Check out all the action from Mexico's World Cup qualifying victory over Jamaica.

In the minute before the opening whistle, Javier “Chicharito” Hernandez fell to his knees and turned his gaze to the dense, muggy air above him. The “Little Pea” and his band of fellow Mexicans needed this one badly. So beside him, strike partner Aldo De Nigris did the same, raising his arms and looking up. Together, they prayed for a better outcome than Mexico’s first three World Cup qualifiers which all ended in disappointing draws. They prayed for a win.

Facing Jamaica here on Tuesday night, their prayers would be answered with a feeble, if sufficient, 1-0 win.
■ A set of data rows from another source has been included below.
use std::fmt::{Display, Formatter};
use std::path::PathBuf;

use serde::{Deserialize, Serialize};
use thiserror::Error;

use crate::codec::CodecError;
use crate::parse::ParseError;
use crate::resolve::ResolveError;
use crate::token::Token;
use crate::transformer::TransformError;

#[derive(Debug, Error)]
pub enum FrontendError {
    #[error(transparent)]
    Parse(#[from] ParseError),

    #[error(transparent)]
    Resolve(#[from] ResolveError),

    #[error(transparent)]
    Codec(#[from] CodecError),

    #[error(transparent)]
    Transform(#[from] TransformError),

    #[error("IO error on {0}: {1}")]
    Io(PathBuf, std::io::Error),
}

#[derive(Debug, Clone, Copy, PartialEq, Eq, PartialOrd, Ord, Serialize, Deserialize)]
#[serde(rename_all = "lowercase")]
pub enum Severity {
    Ignore,
    Info,
    Warning,
    Error,
}

impl Severity {
    pub fn as_str(&self) -> &'static str {
        match self {
            Severity::Ignore => "ignore",
            Severity::Info => "info",
            Severity::Warning => "warning",
            Severity::Error => "error",
        }
    }

    pub fn from_name(name: &str) -> Option<Severity> {
        Some(match name.to_ascii_lowercase().as_str() {
            "ignore" => Severity::Ignore,
            "info" => Severity::Info,
            "warning" => Severity::Warning,
            "error" => Severity::Error,
            _ => return None,
        })
    }
}

impl Display for Severity {
    fn fmt(&self, f: &mut Formatter<'_>) -> std::fmt::Result {
        write!(f, "{}", self.as_str())
    }
}

/// One finding, anchored at the token that triggered it.
#[derive(Debug, Clone)]
pub struct Diagnostic {
    pub severity: Severity,
    pub rule: String,
    pub message: String,
    pub token: Token,
    pub reference: Option<&'static str>,
}

impl Diagnostic {
    /// Dedup key: two findings for the same rule at the same position with
    /// the same text are one finding.
    pub fn key(&self) -> (String, usize, usize, String) {
        (
            self.rule.clone(),
            self.token.line,
            self.token.position,
            self.message.clone(),
        )
    }
}

impl Display for Diagnostic {
    fn fmt(&self, f: &mut Formatter<'_>) -> std::fmt::Result {
        write!(
            f,
            "{}:{}:{}: {}: {} [{}]",
            self.token.file, self.token.line, self.token.position, self.severity, self.message, self.rule
        )
    }
}

fn build_marker(len: usize) -> String {
    if len <= 1 {
        "^".to_string()
    } else {
        "-".repeat(len)
    }
}

/// Formats a diagnostic with a source snippet and a marker line under the
/// offending token. Shows one line before and after for context.
///
/// ```text
/// example.vcl(3:9) variable `beresp.ttl` is not accessible in recv
/// │ 2 │ sub vcl_recv {
/// │ 3 │     set beresp.ttl = 1h;
/// │   │         ----------
/// │ 4 │ }
/// ```
pub fn format_diagnostic(source: &str, diagnostic: &Diagnostic) -> String {
    let token = &diagnostic.token;
    let lines: Vec<&str> = source.lines().collect();

    let line = token.line.max(1);
    let first_line = line.saturating_sub(1).max(1);
    let last_line = (line + 1).min(lines.len().max(line));
    let number_width = last_line.to_string().len();

    let mut out = String::new();
    out.push_str(&format!(
        "{}({}:{}) [{}/{}] {}\n",
        token.file, token.line, token.position, diagnostic.severity, diagnostic.rule, diagnostic.message
    ));

    for line_no in first_line..=last_line {
        let content = lines.get(line_no - 1).copied().unwrap_or("");
        out.push_str(&format!(
            "│ {:>number_width$} │ {}\n",
            line_no,
            content,
            number_width = number_width
        ));
        if line_no != line {
            continue;
        }
        let start_col = token.position.max(1);
        // literal length plus opening delimiter chars on this line
        let len = token.literal.chars().count() + token.offset / 2;
        let mut marker = String::new();
        marker.push_str(&" ".repeat(start_col - 1));
        marker.push_str(&build_marker(len));
        out.push_str(&format!(
            "│ {:>number_width$} │ {}\n",
            "",
            marker,
            number_width = number_width
        ));
    }
    if let Some(url) = diagnostic.reference {
        out.push_str(&format!("see: {url}\n"));
    }
    out
}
That quiet moment of contemplation, introspection and communing had been cinematic in its beauty, set amid the deafening bedlam of the National Stadium: a bowl-shaped venue better known as The Office. As the Mexican forwards crossed themselves over and over, the stadium deejay screeched into a microphone, maxing out its capacity. The thumping bass-line of dance hall music tore through speakers turned loud enough to blow satellites out of the sky. When the game began, the music cut out in favor of air horns and a brass band.

And then the real chaos was unleashed. On the lush green field, ringed by a blue running track, a concrete velodrome and steep banks of rickety stands, populated by frenzied fans, a helter-skelter game unfolded.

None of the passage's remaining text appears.